Chicago was indeed the center of the nation's breadbasket, and throughout this period the agricultural productivity of grains exceeded the national averages by more than a third. In 1840 about 83 percent of the population was employed in agriculture, and 13 percent was employed in food-related manufacturing such as meatpacking and milling (U.S. Census Bureau, 1840). By 1862 Chicago had become the nation's meatpacking center (U.S. Census Bureau, 1902).

1900–1955

From 1900 to 1955, urban areas in the Chicago region doubled in size, and agriculture began to decline (see Table 11-1). Indeed, 8 percent of agricultural land, or about 700 square kilometers, shifted to urban use ( Table 11-2), reflecting the apparent structural transformations that were occurring in the regional economy. As noted earlier, throughout the nineteenth and early twentieth centuries Chicago industry was engaged mainly in processing resources derived from the hinterland. In 1900 meatpacking was the principal economic activity and employer in the region. Its importance began to erode, however, and by the mid-twentieth century most slaughterhouses had left Chicago. Subsequently, a transformation, or decoupling, of the regional economy began with the shift to heavy industry and the importation of raw goods. By 1930 the regional economy had little more than 2 percent of its workforce in the primary sector, a third in the secondary sector, and nearly two-thirds in the tertiary sector ( Figure 11-5). Although northern Indiana is not included in the study area, it is important to note that from 1900 to 1945 expansion into that region resulted in the Chicago area becoming one of the world's greatest centers of heavy industry. By 1950 primary sector employment was inconsequential, and manufacturing was by then centered on metal fabrication and machinery (U.S. Census Bureau, 1950). The principal employers in the tertiary sector were wholesale trade, finance and real estate, and railroad services.

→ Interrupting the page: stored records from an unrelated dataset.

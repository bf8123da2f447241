// src/core/classifier.rs

//! Derives a coarse query-type label from a raw N1QL statement.

/// Label used when a statement has no tokens.
pub const UNKNOWN_QUERY_TYPE: &str = "UNK";

/// Returns the statement's leading keyword in upper case, e.g. `SELECT`.
///
/// `RAW` projections are distinguished by suffixing the label (`SELECT RAW ...`
/// becomes `SELECT_RAW`). This is a heuristic, not a parser.
pub fn classify_query(statement: &str) -> String {
    let upper = statement.to_uppercase();
    let mut tokens = upper.split_whitespace();

    let Some(first) = tokens.next() else {
        return UNKNOWN_QUERY_TYPE.to_string();
    };

    match tokens.next() {
        Some("RAW") => format!("{first}_RAW"),
        _ => first.to_string(),
    }
}
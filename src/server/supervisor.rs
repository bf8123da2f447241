// src/server/supervisor.rs

//! Waits for a termination signal or a failing task, then shuts everything down.

use super::context::ExporterContext;
use anyhow::{Context, Result};
use std::time::Duration;
use tokio::signal::unix::{SignalKind, signal};
use tracing::{error, info, warn};

const SHUTDOWN_GRACE: Duration = Duration::from_secs(10);

pub async fn run(mut ctx: ExporterContext) -> Result<()> {
    let mut sigint =
        signal(SignalKind::interrupt()).context("Failed to register SIGINT handler")?;
    let mut sigterm =
        signal(SignalKind::terminate()).context("Failed to register SIGTERM handler")?;

    let mut failure = None;
    tokio::select! {
        biased;

        _ = sigint.recv() => info!("SIGINT received, initiating graceful shutdown."),
        _ = sigterm.recv() => info!("SIGTERM received, initiating graceful shutdown."),

        Some(res) = ctx.background_tasks.join_next() => match res {
            Ok(Ok(())) => warn!("A background task finished unexpectedly. Shutting down."),
            Ok(Err(e)) => {
                error!("Background task failed: {:#}. Shutting down.", e);
                failure = Some(e);
            }
            Err(e) => error!("Background task panicked: {e:?}. Shutting down."),
        },
    }

    info!("Sending shutdown signal to all tasks.");
    if ctx.shutdown_tx.send(()).is_err() {
        warn!("No task was listening for the shutdown signal.");
    }

    // A scrape in flight finishes before the loop sees the signal.
    let drain = async { while ctx.background_tasks.join_next().await.is_some() {} };
    if tokio::time::timeout(SHUTDOWN_GRACE, drain).await.is_err() {
        warn!(
            "Background tasks did not stop within {:?}; aborting them.",
            SHUTDOWN_GRACE
        );
        ctx.background_tasks.shutdown().await;
    }

    info!("Exporter shutdown complete.");
    match failure {
        Some(e) => Err(e),
        None => Ok(()),
    }
}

Despite the decline of employment in the primary sector and an approximate 14 percent reduction in land devoted to crops (wheat, corn, and oats), aggregate yields show that the crop productivity of the Chicago region increased by nearly 27 percent (see Figure 11-6). The increase in productivity resulted from technological innovations that enabled both intensive and labor-saving production.

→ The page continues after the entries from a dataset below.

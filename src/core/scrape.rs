// src/core/scrape.rs

//! Scrapes one query node by running its three endpoint fetchers concurrently.

use super::fetch::{fetch_active_queries, fetch_completed_queries, fetch_vitals};
use super::http::{Credentials, HttpGet};
use super::model::NodeSnapshot;
use super::timefmt::DateLayout;
use chrono::{DateTime, Utc};

/// The dedup baseline shared by every node of one cluster scrape.
#[derive(Debug, Clone, Copy, PartialEq, Eq)]
pub struct ScrapeBaseline {
    pub watermark: DateTime<Utc>,
    pub is_first_scrape: bool,
}

/// Runs the active, completed and vitals fetchers for `node` concurrently and merges
/// them into one record. A failing fetcher only empties its own section.
pub async fn scrape_node(
    http: &dyn HttpGet,
    node: &str,
    node_url: &str,
    credentials: &Credentials,
    baseline: ScrapeBaseline,
    layout: DateLayout,
) -> NodeSnapshot {
    let (active, completed, vitals) = tokio::join!(
        fetch_active_queries(http, node_url, credentials),
        fetch_completed_queries(
            http,
            node_url,
            credentials,
            baseline.watermark,
            baseline.is_first_scrape,
            layout,
        ),
        fetch_vitals(http, node_url, credentials),
    );

    NodeSnapshot {
        node: node.to_string(),
        active,
        completed: completed.queries,
        vitals,
        watermark: completed.watermark,
    }
}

Finally, the urban population of the Chicago region (excluding Cook County) increased from 45 percent in 1900 to 67 percent in 1950 (see Table 11-5). Overall, population in the region tripled, at an average annual growth rate of 3.4 percent (see Table 11-4).

Suggested Citation:"11. Evolution of the Chicago Landscape: Population Dynamics, Economic Development, and Land Use Change." National Academy of Sciences. 2001. Growing Populations, Changing Landscapes: Studies from India, China, and the United States. Washington, DC: The National Academies Press. doi: 10.17226/10144.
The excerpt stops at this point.